(Your goal): Nothing but the line containing "filename crates/scrawl-engine/src/resource/mod.rs" and the lines that follow it to the end of the material below should appear in the answer, each copied exactly.

[Data to process — start]

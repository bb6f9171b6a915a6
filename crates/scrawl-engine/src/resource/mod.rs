//! Generation-checked resource handles.
//!
//! External resources (custom shaders, textures) are referenced by opaque
//! `Handle` values. A handle stays valid until its slot is removed; a reused
//! slot gets a new generation, so stale handles are detected instead of
//! silently aliasing the new occupant.

mod arena;

pub use arena::{Handle, HandleArena};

[Data to process — finish]

(Response to this task):
filename crates/scrawl-engine/src/resource/mod.rs
//! Generation-checked resource handles.
//!
//! External resources (custom shaders, textures) are referenced by opaque
//! `Handle` values. A handle stays valid until its slot is removed; a reused
//! slot gets a new generation, so stale handles are detected instead of
//! silently aliasing the new occupant.

mod arena;

pub use arena::{Handle, HandleArena};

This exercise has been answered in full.